Friday, January 23, 2015

THIRD SUNDAY IN ORDINARY TIME. CYCLE B – JANUARY 25, 2015


Ø  Jesus begins his ministry of proclaiming the good news.  

Ø  He keeps calling collaborators to help him in his mission.   
THE BOOK OF JONAH   
Ø  The book of Jonah is found among the prophetic books, although he is not a real prophet.

Ø  This book was written to counteract the nationalism of Ezra and Nehemiah, who promoted hate toward the foreigner, to everyone not belonging to the “holy and chosen” people.   

Ø  In the past this book was considered by some a historical one, while others thought it was an allegory. The idea of that book being historical has been discarded because it has some details difficult to reconcile to real life.   

Ø  Nowadays most of the commentators consider this book like a parable, a book belonging to the wisdom literature

Ø  The time of this story is after the return from the Babylonian exile, during the time of Ezra and Nehemiah, between the V and II centuries BC. During the time in which the book of the Ecclesiasticus had been written.   

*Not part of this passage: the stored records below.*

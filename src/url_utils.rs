//! URL Utility Functions
//!
//! Validation of caller-supplied target URLs, derivation of the clean URL used
//! for blocklist matching, and base-relative resolution of the URLs found in
//! rewritten markup.

use crate::error::{Error, Result};
use regex::Regex;
use std::sync::LazyLock;
use url::Url;

/// Longest target URL accepted from a caller.
pub const MAX_URL_LEN: usize = 2048;

/// Syntactic shape of an acceptable target URL: scheme, dotted host with an
/// alphabetic final label, optional port, then path/query/fragment drawn from
/// a conservative character set.
#[allow(clippy::expect_used)]
static TARGET_URL_RE: LazyLock<Regex> = LazyLock::new(|| {
    Regex::new(
        r"^https?://(?:[A-Za-z0-9](?:[A-Za-z0-9-]{0,61}[A-Za-z0-9])?\.)+[A-Za-z]{2,63}(?::[0-9]{1,5})?(?:[/?#][-A-Za-z0-9+&@#/%=~_|!:,.;?]*)?$",
    )
    .expect("valid regex")
});

/// Host suffixes that only make sense on a private network.
const LOCAL_HOST_SUFFIXES: &[&str] = &[".local", ".localhost", ".internal"];

/// Check whether a caller-supplied string is an acceptable target URL.
///
/// This is a syntactic gate only: no DNS lookup, no reachability check.
/// Empty input, missing scheme, whitespace and control characters are all
/// rejected, as are hosts reserved for private networks.
///
/// # Examples
/// ```
/// use hidewall::url_utils::validate;
///
/// assert!(validate("https://www.example.com/news/story?id=3#top"));
/// assert!(!validate("example.com/news"));
/// assert!(!validate("https://exa mple.com/"));
/// ```
#[must_use]
pub fn validate(s: &str) -> bool {
    if s.is_empty() || s.len() > MAX_URL_LEN {
        return false;
    }
    if !TARGET_URL_RE.is_match(s) {
        return false;
    }
    !host_of(s).is_some_and(|host| is_local_host(&host))
}

/// Lowercased host portion of an `http(s)://` URL string, without port.
#[must_use]
pub fn host_of(url_str: &str) -> Option<String> {
    let rest = url_str
        .strip_prefix("https://")
        .or_else(|| url_str.strip_prefix("http://"))?;
    let end = rest.find([':', '/', '?', '#']).unwrap_or(rest.len());
    let host = &rest[..end];
    if host.is_empty() {
        None
    } else {
        Some(host.to_ascii_lowercase())
    }
}

fn is_local_host(host: &str) -> bool {
    LOCAL_HOST_SUFFIXES
        .iter()
        .any(|suffix| host.ends_with(suffix) || host == &suffix[1..])
}

/// Strip the query string and fragment from a URL.
///
/// Everything from the first `?` or `#` onwards is dropped.
#[must_use]
pub fn strip_query_and_fragment(url_str: &str) -> &str {
    let end = url_str.find(['?', '#']).unwrap_or(url_str.len());
    &url_str[..end]
}

/// A validated target, as supplied by the caller and in clean form.
#[derive(Debug, Clone, PartialEq, Eq)]
pub struct TargetRequest {
    raw_query: String,
    clean_url: String,
}

impl TargetRequest {
    /// Validate a raw caller-supplied query and derive its clean URL.
    ///
    /// Surrounding whitespace is trimmed first. An empty query is
    /// [`Error::MissingUrl`]; anything [`validate`] rejects is
    /// [`Error::InvalidUrl`].
    pub fn new(raw: &str) -> Result<Self> {
        let raw = raw.trim();
        if raw.is_empty() {
            return Err(Error::MissingUrl);
        }
        if !validate(raw) {
            return Err(Error::InvalidUrl(raw.to_string()));
        }
        Ok(Self {
            raw_query: raw.to_string(),
            clean_url: strip_query_and_fragment(raw).to_string(),
        })
    }

    /// The query exactly as validated.
    #[must_use]
    pub fn raw_query(&self) -> &str {
        &self.raw_query
    }

    /// The query without query string or fragment.
    #[must_use]
    pub fn clean_url(&self) -> &str {
        &self.clean_url
    }
}

/// Check if a string is a valid absolute URL.
///
/// # Returns
/// * `(is_absolute, parsed_url)` - Whether URL is absolute and the parsed URL if valid
#[must_use]
pub fn is_absolute_url(s: &str) -> (bool, Option<Url>) {
    let s = s.trim();

    if s.is_empty() {
        return (false, None);
    }

    // Must start with http:// or https://
    if !s.starts_with("http://") && !s.starts_with("https://") {
        return (false, None);
    }

    match Url::parse(s) {
        Ok(url) if url.host().is_some() => (true, Some(url)),
        _ => (false, None),
    }
}

/// Convert a relative or absolute URL to absolute form.
///
/// Scheme-relative (`//cdn/x`), root-relative (`/x`) and path-relative
/// (`x`, `../x`) inputs are resolved against `base`; absolute inputs and
/// special schemes are returned unchanged.
///
/// # Returns
/// * The absolute URL string, or the original if resolution fails
#[must_use]
pub fn create_absolute_url(url_str: &str, base: &Url) -> String {
    let url_str = url_str.trim();

    if url_str.is_empty() {
        return String::new();
    }

    // Preserve special URLs unchanged
    if url_str.starts_with("data:")
        || url_str.starts_with("javascript:")
        || url_str.starts_with("mailto:")
        || url_str.starts_with("tel:")
    {
        return url_str.to_string();
    }

    let (is_abs, _) = is_absolute_url(url_str);
    if is_abs {
        return url_str.to_string();
    }

    match base.join(url_str) {
        Ok(resolved) => resolved.to_string(),
        Err(_) => url_str.to_string(),
    }
}

/// Resolve every candidate URL of a `srcset` value, keeping descriptors.
///
/// # Examples
/// ```
/// use hidewall::url_utils::resolve_srcset;
/// use url::Url;
///
/// let base = Url::parse("https://example.com/a/").unwrap();
/// assert_eq!(
///     resolve_srcset("s.jpg 1x, /l.jpg 2x", &base),
///     "https://example.com/a/s.jpg 1x, https://example.com/l.jpg 2x"
/// );
/// ```
#[must_use]
pub fn resolve_srcset(srcset: &str, base: &Url) -> String {
    let srcset = srcset.trim();
    // A data URI carries commas of its own; splitting it would corrupt it.
    if srcset.starts_with("data:") {
        return srcset.to_string();
    }

    srcset
        .split(',')
        .filter_map(|candidate| {
            let mut parts = candidate.split_whitespace();
            let url = parts.next()?;
            let mut out = create_absolute_url(url, base);
            for descriptor in parts {
                out.push(' ');
                out.push_str(descriptor);
            }
            Some(out)
        })
        .collect::<Vec<_>>()
        .join(", ")
}

/// First URL token of a `srcset` value.
#[must_use]
pub fn first_srcset_url(srcset: &str) -> Option<&str> {
    srcset
        .split(',')
        .next()
        .and_then(|candidate| candidate.split_whitespace().next())
}

/// Mirror endpoint for a clean URL: the mirror prefix followed by the
/// form-encoded URL (spaces as `+`, reserved characters percent-escaped).
#[must_use]
pub fn mirror_url(mirror_base: &str, clean_url: &str) -> String {
    let encoded: String = url::form_urlencoded::byte_serialize(clean_url.as_bytes()).collect();
    format!("{mirror_base}{encoded}")
}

Ø  The message of this book is a reaction against the belief found and promoted in Israel that salvation was only for the chosen people. Also against the idea that God was a judging and vengeful God.  This is an offense against God who is love and compassion.   

Ø  The choosing of Nineveh is not without purpose, Nineveh was a sinful and cruel city, incarnation or representation of all that is bad, the city ruled by cruel kings.   

Ø  The book of Jonah wants to offer us the following possibilities:   

o   The oppressor is able to change his life.   
o   The acceptance on the part of Israel to accept that God is merciful toward all, even toward their oppressors.     
o   The message is more difficult when we realize that Jonah is sent to Nineveh, not to have the city convert to the religion  of Israel, but it is a call to conversion within their own religion. 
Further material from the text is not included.